**Exercise goal:** The output is the lines below from the one with "without running it." through the one with "let window = pipeline.crop_window()?;", both included, printed exactly and with no other line.

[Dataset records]
______________________________

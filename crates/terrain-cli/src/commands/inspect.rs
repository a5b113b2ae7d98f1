//! terrain2stl inspect command - plan a conversion without running it.

use std::path::Path;

use anyhow::{Context, Result};
use colored::Colorize;
use serde::Serialize;
use terrain_grid::{CropWindow, ExclusionMask, discover_regions, resample::output_len};
use terrain_mesh::{Pipeline, expected_face_count};
use tracing::debug;

use crate::{Cli, OutputFormat, output};

use super::base_config;

#[derive(Serialize)]
struct InspectInfo {
    input: String,
    folders_found: usize,
    folders_expected: usize,
    tiles_found: usize,
    tiles_expected: usize,
    layout_matches: bool,
    /// (height, width)
    full_shape: (usize, usize),
    #[serde(skip_serializing_if = "Option::is_none")]
    crop_window: Option<CropWindow>,
    #[serde(skip_serializing_if = "Option::is_none")]
    mask: Option<ExclusionMask>,
    cropped_shape: (usize, usize),
    downsample_factor: f64,
    resampled_shape: (usize, usize),
    vertices: usize,
    faces: usize,
    /// Bytes in the binary STL: 84-byte preamble plus 50 per facet.
    stl_bytes: u64,
}

pub fn run(input: &Path, config: Option<&Path>, cli: &Cli) -> Result<()> {
    let info = plan(input, config)?;

    match cli.format {
        OutputFormat::Json => output::print(&info, cli.format, cli.quiet),
        OutputFormat::Text => {
            if !cli.quiet {
                print_text(&info);
            }
        }
    }

    Ok(())
}

/// Work out what a conversion of `input` would do without decoding tiles.
fn plan(input: &Path, config: Option<&Path>) -> Result<InspectInfo> {
    let mut config = base_config(config)?;
    config.input_dir = input.to_path_buf();
    let pipeline = Pipeline::new(config).context("Invalid conversion settings")?;
    let config = pipeline.config();
    let layout = &config.grid.layout;

    let regions = discover_regions(input, &config.grid.tile_extension)
        .with_context(|| format!("Failed to scan {}", input.display()))?;

    let window = pipeline.crop_window()?;
    let mask = pipeline.exclusion_mask(window.as_ref());

    let full_shape = (layout.grid_height(), layout.grid_width());
    let cropped_shape = window
        .map(|w| (w.height(), w.width()))
        .unwrap_or(full_shape);
    let factor = config.grid.downsample_factor;
    let resampled_shape = (
        output_len(cropped_shape.0, factor),
        output_len(cropped_shape.1, factor),
    );
    let faces = expected_face_count(resampled_shape.0, resampled_shape.1);
    debug!(
        folders = regions.len(),
        height = resampled_shape.0,
        width = resampled_shape.1,
        faces,
        "Planned conversion"
    );

    Ok(InspectInfo {
        input: input.display().to_string(),
        folders_found: regions.len(),
        folders_expected: layout.placement.len(),
        tiles_found: regions.iter().map(|r| r.tiles.len()).sum(),
        tiles_expected: layout.placement.len() * layout.quadrants(),
        layout_matches: regions.len() == layout.placement.len(),
        full_shape,
        crop_window: window,
        mask,
        cropped_shape,
        downsample_factor: factor,
        resampled_shape,
        vertices: 2 * resampled_shape.0 * resampled_shape.1,
        faces,
        stl_bytes: 84 + 50 * faces as u64,
    })
}

fn print_text(info: &InspectInfo) {
    println!("{}", "Conversion Plan".bold().underline());
    println!("  {}: {}", "Input".cyan(), info.input);

    let folders = format!("{} / {}", info.folders_found, info.folders_expected);
    println!(
        "  {}: {}",
        "Folders".cyan(),
        if info.layout_matches {
            folders.green()
        } else {
            folders.red().bold()
        }
    );
    let tiles = format!("{} / {}", info.tiles_found, info.tiles_expected);
    println!(
        "  {}: {}",
        "Tiles".cyan(),
        if info.tiles_found == info.tiles_expected {
            tiles.green()
        } else {
            tiles.yellow()
        }
    );

    println!(
        "  {}: {} x {}",
        "Assembled grid".cyan(),
        info.full_shape.1,
        info.full_shape.0
    );
    match &info.crop_window {
        Some(w) => println!(
            "  {}: x {}..={}, y {}..={}",
            "Crop".cyan(),
            w.x_min,
            w.x_max,
            w.y_min,
            w.y_max
        ),
        None => println!("  {}: {}", "Crop".cyan(), "disabled".dimmed()),
    }
    if let Some(m) = &info.mask {
        println!(
            "  {}: x {}..={}, y {}..={}",
            "Mask".cyan(),
            m.x_min,
            m.x_max,
            m.y_min,
            m.y_max
        );
    }
    println!(
        "  {}: {} x {} -> {} x {} (factor {})",
        "Resample".cyan(),
        info.cropped_shape.1,
        info.cropped_shape.0,
        info.resampled_shape.1,
        info.resampled_shape.0,
        info.downsample_factor
    );
    println!("  {}: {}", "Vertices".cyan(), info.vertices);
    println!("  {}: {}", "Faces".cyan(), info.faces);
    println!(
        "  {}: {:.1} MiB",
        "STL size".cyan(),
        info.stl_bytes as f64 / (1024.0 * 1024.0)
    );

    if !info.layout_matches {
        println!(
            "\n  {} conversion will fail: expected {} folders",
            "⚠".yellow(),
            info.folders_expected
        );
    }
}

#[cfg(test)]
mod tests {
    use std::fs;

    use tempfile::TempDir;

    use super::*;

    /// `folders` region folders with four empty tiles each.
    fn tile_tree(folders: usize) -> TempDir {
        let dir = TempDir::new().unwrap();
        for f in 0..folders {
            let region = dir.path().join(format!("region_{:02}", f));
            fs::create_dir(&region).unwrap();
            for t in 0..4 {
                fs::write(region.join(format!("tile_{}.hght", t)), b"").unwrap();
            }
        }
        dir
    }

    #[test]
    fn test_reference_tree_plan() {
        let dir = tile_tree(36);
        let info = plan(dir.path(), None).unwrap();

        assert_eq!(info.folders_found, 36);
        assert_eq!(info.tiles_found, 144);
        assert_eq!(info.tiles_expected, 144);
        assert!(info.layout_matches);
        assert_eq!(info.full_shape, (3072, 3072));
        assert_eq!(info.cropped_shape, (2048, 2505));
        assert_eq!(info.resampled_shape, (1024, 1252));
        assert_eq!(info.faces, 5_128_188);
        assert_eq!(info.stl_bytes, 84 + 50 * 5_128_188);
        assert!(info.mask.is_some());
    }

    #[test]
    fn test_short_tree_flags_layout() {
        let dir = tile_tree(2);
        let info = plan(dir.path(), None).unwrap();

        assert_eq!(info.folders_found, 2);
        assert_eq!(info.folders_expected, 36);
        assert!(!info.layout_matches);
    }

    #[test]
    fn test_config_file_changes_plan() {
        let dir = tile_tree(36);
        let config = dir.path().join("terrain.toml");
        fs::write(
            &config,
            "[grid]\ndownsample_factor = 1.0\n\n[grid.crop]\nmode = \"disabled\"\n",
        )
        .unwrap();

        let info = plan(dir.path(), Some(&config)).unwrap();
        assert!(info.crop_window.is_none());
        assert!(info.mask.is_none());
        assert_eq!(info.resampled_shape, (3072, 3072));
    }
}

______________________________

**Solution to this task:**
//! terrain2stl inspect command - plan a conversion without running it.

use std::path::Path;

use anyhow::{Context, Result};
use colored::Colorize;
use serde::Serialize;
use terrain_grid::{CropWindow, ExclusionMask, discover_regions, resample::output_len};
use terrain_mesh::{Pipeline, expected_face_count};
use tracing::debug;

use crate::{Cli, OutputFormat, output};

use super::base_config;

#[derive(Serialize)]
struct InspectInfo {
    input: String,
    folders_found: usize,
    folders_expected: usize,
    tiles_found: usize,
    tiles_expected: usize,
    layout_matches: bool,
    /// (height, width)
    full_shape: (usize, usize),
    #[serde(skip_serializing_if = "Option::is_none")]
    crop_window: Option<CropWindow>,
    #[serde(skip_serializing_if = "Option::is_none")]
    mask: Option<ExclusionMask>,
    cropped_shape: (usize, usize),
    downsample_factor: f64,
    resampled_shape: (usize, usize),
    vertices: usize,
    faces: usize,
    /// Bytes in the binary STL: 84-byte preamble plus 50 per facet.
    stl_bytes: u64,
}

pub fn run(input: &Path, config: Option<&Path>, cli: &Cli) -> Result<()> {
    let info = plan(input, config)?;

    match cli.format {
        OutputFormat::Json => output::print(&info, cli.format, cli.quiet),
        OutputFormat::Text => {
            if !cli.quiet {
                print_text(&info);
            }
        }
    }

    Ok(())
}

/// Work out what a conversion of `input` would do without decoding tiles.
fn plan(input: &Path, config: Option<&Path>) -> Result<InspectInfo> {
    let mut config = base_config(config)?;
    config.input_dir = input.to_path_buf();
    let pipeline = Pipeline::new(config).context("Invalid conversion settings")?;
    let config = pipeline.config();
    let layout = &config.grid.layout;

    let regions = discover_regions(input, &config.grid.tile_extension)
        .with_context(|| format!("Failed to scan {}", input.display()))?;

    let window = pipeline.crop_window()?;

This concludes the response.